Work request:
A copy is needed of each line in the records that has the word "Result".

Stored data:
______

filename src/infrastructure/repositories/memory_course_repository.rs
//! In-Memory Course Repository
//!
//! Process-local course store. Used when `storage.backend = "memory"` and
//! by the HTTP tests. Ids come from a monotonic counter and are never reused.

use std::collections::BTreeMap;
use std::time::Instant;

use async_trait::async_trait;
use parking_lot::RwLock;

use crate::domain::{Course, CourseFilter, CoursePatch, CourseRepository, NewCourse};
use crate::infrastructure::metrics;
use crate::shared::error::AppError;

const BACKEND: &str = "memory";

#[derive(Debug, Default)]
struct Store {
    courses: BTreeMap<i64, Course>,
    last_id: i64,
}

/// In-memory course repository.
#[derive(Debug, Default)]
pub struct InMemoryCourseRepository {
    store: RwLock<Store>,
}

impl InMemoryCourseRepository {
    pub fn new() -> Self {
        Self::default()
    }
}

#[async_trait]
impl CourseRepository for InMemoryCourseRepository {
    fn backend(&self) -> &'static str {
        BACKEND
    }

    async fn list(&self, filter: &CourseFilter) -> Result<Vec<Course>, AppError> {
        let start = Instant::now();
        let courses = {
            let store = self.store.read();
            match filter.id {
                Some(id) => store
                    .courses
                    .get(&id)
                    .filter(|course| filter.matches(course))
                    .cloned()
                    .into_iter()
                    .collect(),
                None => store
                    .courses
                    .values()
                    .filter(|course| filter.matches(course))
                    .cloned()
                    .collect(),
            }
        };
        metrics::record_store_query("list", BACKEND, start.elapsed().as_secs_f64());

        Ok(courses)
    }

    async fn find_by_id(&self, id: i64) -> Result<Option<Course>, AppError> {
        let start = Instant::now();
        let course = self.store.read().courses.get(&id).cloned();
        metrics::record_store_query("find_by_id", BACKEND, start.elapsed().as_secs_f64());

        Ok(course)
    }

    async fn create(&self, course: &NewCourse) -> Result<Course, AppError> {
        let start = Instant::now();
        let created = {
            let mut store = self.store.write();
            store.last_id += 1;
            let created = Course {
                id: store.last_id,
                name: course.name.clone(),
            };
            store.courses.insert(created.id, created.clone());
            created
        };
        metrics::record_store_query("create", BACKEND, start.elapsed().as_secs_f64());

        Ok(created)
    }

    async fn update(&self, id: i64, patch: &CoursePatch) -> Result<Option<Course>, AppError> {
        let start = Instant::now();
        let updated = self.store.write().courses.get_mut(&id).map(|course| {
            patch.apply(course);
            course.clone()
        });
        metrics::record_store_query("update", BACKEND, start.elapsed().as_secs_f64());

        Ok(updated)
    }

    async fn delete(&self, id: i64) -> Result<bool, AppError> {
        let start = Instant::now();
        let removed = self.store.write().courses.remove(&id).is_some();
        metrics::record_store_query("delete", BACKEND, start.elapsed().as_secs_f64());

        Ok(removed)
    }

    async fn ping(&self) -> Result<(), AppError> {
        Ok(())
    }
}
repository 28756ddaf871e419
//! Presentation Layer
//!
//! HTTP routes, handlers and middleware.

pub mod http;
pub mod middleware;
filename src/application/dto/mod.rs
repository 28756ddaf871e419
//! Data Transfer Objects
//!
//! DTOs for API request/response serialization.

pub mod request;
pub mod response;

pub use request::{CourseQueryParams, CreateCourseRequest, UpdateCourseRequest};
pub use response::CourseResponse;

______

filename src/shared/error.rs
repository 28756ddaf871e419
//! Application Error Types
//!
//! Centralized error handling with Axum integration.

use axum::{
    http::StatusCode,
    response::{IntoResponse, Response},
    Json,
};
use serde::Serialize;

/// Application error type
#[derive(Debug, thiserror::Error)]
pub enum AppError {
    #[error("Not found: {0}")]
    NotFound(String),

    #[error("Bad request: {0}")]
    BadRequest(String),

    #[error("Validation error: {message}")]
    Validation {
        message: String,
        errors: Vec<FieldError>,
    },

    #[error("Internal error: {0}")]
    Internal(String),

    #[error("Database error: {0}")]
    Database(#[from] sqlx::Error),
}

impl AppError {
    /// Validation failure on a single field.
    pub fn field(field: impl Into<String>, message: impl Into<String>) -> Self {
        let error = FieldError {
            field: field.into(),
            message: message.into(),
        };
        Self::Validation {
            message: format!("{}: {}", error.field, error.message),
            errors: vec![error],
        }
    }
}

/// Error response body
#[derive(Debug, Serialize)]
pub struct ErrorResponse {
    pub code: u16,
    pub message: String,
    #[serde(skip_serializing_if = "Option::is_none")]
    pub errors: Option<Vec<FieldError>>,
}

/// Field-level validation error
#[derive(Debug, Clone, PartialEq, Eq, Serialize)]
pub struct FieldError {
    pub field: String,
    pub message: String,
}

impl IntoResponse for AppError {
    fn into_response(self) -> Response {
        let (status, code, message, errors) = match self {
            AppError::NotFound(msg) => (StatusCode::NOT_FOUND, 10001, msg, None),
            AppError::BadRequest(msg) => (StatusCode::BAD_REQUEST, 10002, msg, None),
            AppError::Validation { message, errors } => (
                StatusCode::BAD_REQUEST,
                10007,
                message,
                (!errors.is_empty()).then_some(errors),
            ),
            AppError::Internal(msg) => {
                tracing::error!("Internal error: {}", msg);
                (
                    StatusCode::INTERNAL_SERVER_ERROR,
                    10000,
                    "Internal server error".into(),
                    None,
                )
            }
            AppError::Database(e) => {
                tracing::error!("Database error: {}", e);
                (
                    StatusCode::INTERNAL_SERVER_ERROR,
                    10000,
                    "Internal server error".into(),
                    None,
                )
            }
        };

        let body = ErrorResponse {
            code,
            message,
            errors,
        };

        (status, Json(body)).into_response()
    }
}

______

Output for this exercise:
    async fn list(&self, filter: &CourseFilter) -> Result<Vec<Course>, AppError> {
    async fn find_by_id(&self, id: i64) -> Result<Option<Course>, AppError> {
    async fn create(&self, course: &NewCourse) -> Result<Course, AppError> {
    async fn update(&self, id: i64, patch: &CoursePatch) -> Result<Option<Course>, AppError> {
    async fn delete(&self, id: i64) -> Result<bool, AppError> {
    async fn ping(&self) -> Result<(), AppError> {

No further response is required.